61-year-old Manuel Jacinto Velazquez Vera was reportedly rescued by a Venezuelan rescue crew in a town called Jaramijo on April 29, according to the Venezuelan embassy in Quito.
But the report was untrue, said Felipe Bazan, Deputy National Secretary of Risks. Bazan told CNN that a Venezuelan team took the man to a medical center in Manta, Ecuador, due to a medical condition he had—not because of the earthquake.
Hospital manager Maria Beatriz Zambrano told CNN that Velazquez was undergoing dialysis treatment at the hospital and is now recovering.
Major media organizations in Ecuador and the United States reported that Venezuelan rescue crews heard sounds coming from underneath the rubble of a partially collapsed building, and that Velazquez had been trapped in the building since April 16.

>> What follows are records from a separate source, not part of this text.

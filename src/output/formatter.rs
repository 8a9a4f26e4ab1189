use std::io::IsTerminal;
use owo_colors::OwoColorize;
use serde::Serialize;
use terminal_size::{Width, terminal_size};

use crate::scoring::RankBreakdown;
use crate::session::{ExamSession, SessionSummary, SubjectRecord};

/// Percentage band used for coloring: >= 70 high, >= 50 mid, else low
#[derive(Debug, Clone, Copy, PartialEq, Eq)]
pub enum Band {
    High,
    Mid,
    Low,
}

pub fn percentage_band(percentage: f64) -> Band {
    if percentage >= 70.0 {
        Band::High
    } else if percentage >= 50.0 {
        Band::Mid
    } else {
        Band::Low
    }
}

/// Check if stdout is a TTY (for auto-detecting color support)
pub fn should_use_colors() -> bool {
    std::io::stdout().is_terminal()
}

/// Round half away from zero to one decimal place.
///
/// Rounds the value times ten, so a mean stored as 0.34999... (typed as
/// 0.35) shows as 0.4, not the 0.3 a ties-to-even `{:.1}` would print.
pub fn round_one_decimal(value: f64) -> f64 {
    let rounded = (value * 10.0).round() / 10.0;
    // Avoid printing "-0.0"
    if rounded == 0.0 { 0.0 } else { rounded }
}

/// Per-subject percentage: "55.56%"
pub fn format_percentage(percentage: f64) -> String {
    format!("{:.2}%", percentage)
}

/// Average percentage: one decimal, "60.3%"
pub fn format_average(average: f64) -> String {
    format!("{:.1}%", round_one_decimal(average))
}

/// Rank with thousands separators: 101000 -> "101,000"
pub fn format_rank(rank: u64) -> String {
    let digits = rank.to_string();
    let mut out = String::with_capacity(digits.len() + digits.len() / 3);
    for (i, c) in digits.chars().enumerate() {
        if i > 0 && (digits.len() - i) % 3 == 0 {
            out.push(',');
        }
        out.push(c);
    }
    out
}

/// Count cell: empty counts show as "-"
fn format_count(count: Option<u32>) -> String {
    count.map(|c| c.to_string()).unwrap_or_else(|| "-".to_string())
}

fn colored_percentage(percentage: f64, use_colors: bool) -> String {
    let text = format_percentage(percentage);
    if !use_colors {
        return text;
    }
    match percentage_band(percentage) {
        Band::High => text.green().bold().to_string(),
        Band::Mid => text.yellow().bold().to_string(),
        Band::Low => text.red().bold().to_string(),
    }
}

/// Get terminal width, defaulting to None for pipes (unlimited)
fn get_terminal_width() -> Option<usize> {
    terminal_size().map(|(Width(w), _)| w as usize)
}

/// Truncate a name to fit available width, accounting for Unicode
pub fn truncate_name(name: &str, max_width: usize) -> String {
    let chars: Vec<char> = name.chars().collect();
    if chars.len() <= max_width {
        name.to_string()
    } else if max_width > 3 {
        format!("{}...", chars[..max_width - 3].iter().collect::<String>())
    } else {
        chars[..max_width].iter().collect()
    }
}

/// Pad to `width` characters (by char count, not bytes)
fn pad_right(s: &str, width: usize) -> String {
    let len = s.chars().count();
    if len >= width {
        s.to_string()
    } else {
        format!("{}{}", s, " ".repeat(width - len))
    }
}

fn format_subject_line(record: &SubjectRecord, name_width: usize, use_colors: bool) -> String {
    let name = pad_right(&truncate_name(&record.name, name_width), name_width);
    let counts = format!(
        "{:>4} {:>4} {:>4} /{:>3}",
        format_count(record.correct),
        format_count(record.wrong),
        format_count(record.unanswered),
        record.total_questions
    );
    let percentage = match record.percentage {
        Some(p) => {
            let padded = format!("{:>9}", format_percentage(p));
            if use_colors {
                // Pad before coloring so escape codes do not break alignment
                padded.replace(&format_percentage(p), &colored_percentage(p, true))
            } else {
                padded
            }
        }
        None => format!("{:>9}", "-"),
    };

    if use_colors {
        format!("{:<11} {}  {}  {}", record.id.cyan(), name, counts.dimmed(), percentage)
    } else {
        format!("{:<11} {}  {}  {}", record.id, name, counts, percentage)
    }
}

/// Format the summary lines (average and rank) under the table
pub fn format_summary(summary: &SessionSummary, use_colors: bool) -> String {
    match (summary.average, summary.rank) {
        (Some(average), Some(rank)) => {
            let average = format_average(average);
            let rank = format_rank(rank.value());
            if use_colors {
                format!(
                    "Average: {}\nEstimated rank: {}\n{}",
                    average.bold(),
                    rank.green().bold(),
                    DISCLAIMER.dimmed()
                )
            } else {
                format!("Average: {}\nEstimated rank: {}\n{}", average, rank, DISCLAIMER)
            }
        }
        _ => "No subject has been scored yet; enter correct and wrong counts to estimate a rank."
            .to_string(),
    }
}

pub const DISCLAIMER: &str =
    "The rank is a rough estimate and may differ from the official result.";

/// Format the scored session as a table with a summary below.
/// Columns: id, name, correct, wrong, unanswered / total, percentage
pub fn format_session_table(
    session: &ExamSession,
    summary: &SessionSummary,
    use_colors: bool,
) -> String {
    // id(11) + counts(21) + percentage(9) + separators(6)
    let fixed_width = 11 + 1 + 2 + 21 + 2 + 9;
    let longest = session
        .subjects
        .iter()
        .map(|s| s.name.chars().count())
        .max()
        .unwrap_or(0);
    let name_width = match get_terminal_width() {
        Some(width) if width > fixed_width + 6 => longest.min(width - fixed_width),
        Some(_) => longest.min(6),
        None => longest,
    };

    let mut lines: Vec<String> = session
        .subjects
        .iter()
        .map(|record| format_subject_line(record, name_width, use_colors))
        .collect();

    lines.push(String::new());
    lines.push(format_summary(summary, use_colors));
    lines.join("\n")
}

/// Format the session as tab-separated values for scripting.
/// Subject rows: id, correct, wrong, unanswered, total, percentage.
/// Final rows: "average" and "rank". Empty fields mean absent.
pub fn format_tsv(session: &ExamSession, summary: &SessionSummary) -> String {
    let opt = |v: Option<u32>| v.map(|c| c.to_string()).unwrap_or_default();

    let mut lines: Vec<String> = session
        .subjects
        .iter()
        .map(|record| {
            format!(
                "{}\t{}\t{}\t{}\t{}\t{}",
                record.id,
                opt(record.correct),
                opt(record.wrong),
                opt(record.unanswered),
                record.total_questions,
                record
                    .percentage
                    .map(|p| format!("{:.2}", p))
                    .unwrap_or_default()
            )
        })
        .collect();

    lines.push(format!(
        "average\t{}",
        summary
            .average
            .map(|a| format!("{:.1}", round_one_decimal(a)))
            .unwrap_or_default()
    ));
    lines.push(format!(
        "rank\t{}",
        summary.rank.map(|r| r.value().to_string()).unwrap_or_default()
    ));
    lines.join("\n")
}

#[derive(Serialize)]
struct Report<'a> {
    subjects: &'a [SubjectRecord],
    prior_academic_score: Option<f64>,
    average: Option<f64>,
    rank: Option<u64>,
}

/// Format the session as a pretty JSON report. Absent values are `null`.
pub fn format_json(session: &ExamSession, summary: &SessionSummary) -> anyhow::Result<String> {
    let report = Report {
        subjects: &session.subjects,
        prior_academic_score: session.prior_academic_score,
        average: summary.average,
        rank: summary.rank.map(|r| r.value()),
    };
    Ok(serde_json::to_string_pretty(&report)?)
}

/// Format the rank breakdown for verbose output
pub fn format_breakdown(breakdown: &RankBreakdown) -> String {
    let mut lines = Vec::with_capacity(breakdown.terms.len() + 1);
    for term in &breakdown.terms {
        lines.push(format!(
            "  {}: {} = {:.1}",
            term.label, term.description, term.contribution
        ));
    }
    lines.push(format!(
        "  Raw: {:.1} -> rank {}",
        breakdown.raw,
        format_rank(breakdown.rank.value())
    ));
    lines.join("\n")
}

#[cfg(test)]
mod tests {
    use super::*;
    use crate::catalog::Catalog;
    use crate::scoring::{explain_rank, EstimatorConfig};

    fn scored_session() -> (ExamSession, SessionSummary) {
        let mut session = ExamSession::new(&Catalog::default());
        session.set_counts("math", Some(10), Some(5), Some(20)).unwrap();
        session.set_counts("physics", Some(25), Some(0), None).unwrap();
        session.prior_academic_score = Some(19.0);
        let summary = session.compute_all(&EstimatorConfig::default());
        (session, summary)
    }

    #[test]
    fn test_percentage_band() {
        assert_eq!(percentage_band(100.0), Band::High);
        assert_eq!(percentage_band(70.0), Band::High);
        assert_eq!(percentage_band(69.99), Band::Mid);
        assert_eq!(percentage_band(50.0), Band::Mid);
        assert_eq!(percentage_band(49.9), Band::Low);
        assert_eq!(percentage_band(-33.33), Band::Low);
    }

    #[test]
    fn test_format_percentage() {
        assert_eq!(format_percentage(55.5555), "55.56%");
        assert_eq!(format_percentage(100.0), "100.00%");
        assert_eq!(format_percentage(-33.33), "-33.33%");
    }

    #[test]
    fn test_round_one_decimal_half_away_from_zero() {
        assert_eq!(round_one_decimal(60.25), 60.3);
        assert_eq!(round_one_decimal(-60.25), -60.3);
        assert_eq!(round_one_decimal(77.777), 77.8);
        assert_eq!(round_one_decimal(-0.04), 0.0);
        // 0.35 is stored just below the tie; still rounds up
        assert_eq!(round_one_decimal(0.35), 0.4);
        assert_eq!(round_one_decimal(-0.35), -0.4);
    }

    #[test]
    fn test_format_average() {
        assert_eq!(format_average(60.0), "60.0%");
        assert_eq!(format_average(60.25), "60.3%");
        assert_eq!(format_average(-0.04), "0.0%");
    }

    #[test]
    fn test_format_rank() {
        assert_eq!(format_rank(1), "1");
        assert_eq!(format_rank(999), "999");
        assert_eq!(format_rank(1000), "1,000");
        assert_eq!(format_rank(101_000), "101,000");
        assert_eq!(format_rank(1_234_567), "1,234,567");
    }

    #[test]
    fn test_truncate_name() {
        assert_eq!(truncate_name("Physics", 10), "Physics");
        assert_eq!(truncate_name("Literature", 7), "Lite...");
        assert_eq!(truncate_name("زیست‌شناسی", 20), "زیست‌شناسی");
        assert_eq!(truncate_name("Math", 2), "Ma");
    }

    #[test]
    fn test_format_summary_without_scores() {
        let summary = SessionSummary { average: None, rank: None };
        let result = format_summary(&summary, false);
        assert!(result.contains("No subject has been scored yet"));
    }

    #[test]
    fn test_format_session_table() {
        let (session, summary) = scored_session();
        let result = format_session_table(&session, &summary, false);
        let lines: Vec<&str> = result.lines().collect();

        // 8 subjects, blank line, average, rank, disclaimer
        assert_eq!(lines.len(), 12);
        assert!(lines[0].starts_with("math"));
        assert!(lines[0].contains("55.56%"));
        assert!(lines[0].contains("/ 35"));
        assert!(lines[1].contains("100.00%"));
        // Unscored subject
        assert!(lines[2].starts_with("chemistry"));
        assert!(lines[2].trim_end().ends_with('-'));
        assert!(result.contains("Average: 77.8%"));
        // (100 - 77.777...) * 1000 + (20 - 19) * 500 = 22722.2 -> 22,722
        assert!(result.contains("Estimated rank: 22,722"));
    }

    #[test]
    fn test_format_tsv() {
        let (session, summary) = scored_session();
        let result = format_tsv(&session, &summary);
        let lines: Vec<&str> = result.lines().collect();

        assert_eq!(lines.len(), 10);
        assert_eq!(lines[0], "math\t10\t5\t20\t35\t55.56");
        assert_eq!(lines[1], "physics\t25\t0\t\t25\t100.00");
        assert_eq!(lines[2], "chemistry\t\t\t\t25\t");
        assert_eq!(lines[8], "average\t77.8");
        assert_eq!(lines[9], "rank\t22722");
    }

    #[test]
    fn test_format_json() {
        let (session, summary) = scored_session();
        let json = format_json(&session, &summary).unwrap();
        let value: serde_json::Value = serde_json::from_str(&json).unwrap();

        assert_eq!(value["rank"], 22722);
        assert_eq!(value["prior_academic_score"], 19.0);
        assert_eq!(value["subjects"][0]["id"], "math");
        assert_eq!(value["subjects"][0]["correct"], 10);
        assert!(value["subjects"][2]["percentage"].is_null());
        assert!(value["subjects"][2]["correct"].is_null());
    }

    #[test]
    fn test_format_json_unscored() {
        let session = ExamSession::new(&Catalog::default());
        let summary = SessionSummary { average: None, rank: None };
        let json = format_json(&session, &summary).unwrap();
        let value: serde_json::Value = serde_json::from_str(&json).unwrap();
        assert!(value["average"].is_null());
        assert!(value["rank"].is_null());
    }

    #[test]
    fn test_format_breakdown() {
        let breakdown = explain_rank(60.0, Some(19.0), &EstimatorConfig::default());
        let result = format_breakdown(&breakdown);
        assert!(result.contains("Average: (100 - 60) x 1000 = 40000.0"));
        assert!(result.contains("Prior score: (20 - 19) x 500 = 500.0"));
        assert!(result.contains("rank 40,500"));
    }
}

It was also reported that he was found dehydrated and disoriented, and had lost several toes. In addition, the embassy said that Velazquez suffered from kidney failure and a urinary tract infection—claims which are now reported to have been false.
The 7.8-magnitude earthquake that killed at least 660 people last month left tens of thousands injured and dozens missing in Ecuador, and according to The Guardian, nearly 7,000 buildings were destroyed, and more than 26,000 people were left homeless.
Ecuadorian Vice President Jorge Glas called the event “the strongest quake we have faced in decades,” referencing the next largest quake in 1979—a 7.7 magnitude quake that killed at least 600 people and injured 20,000.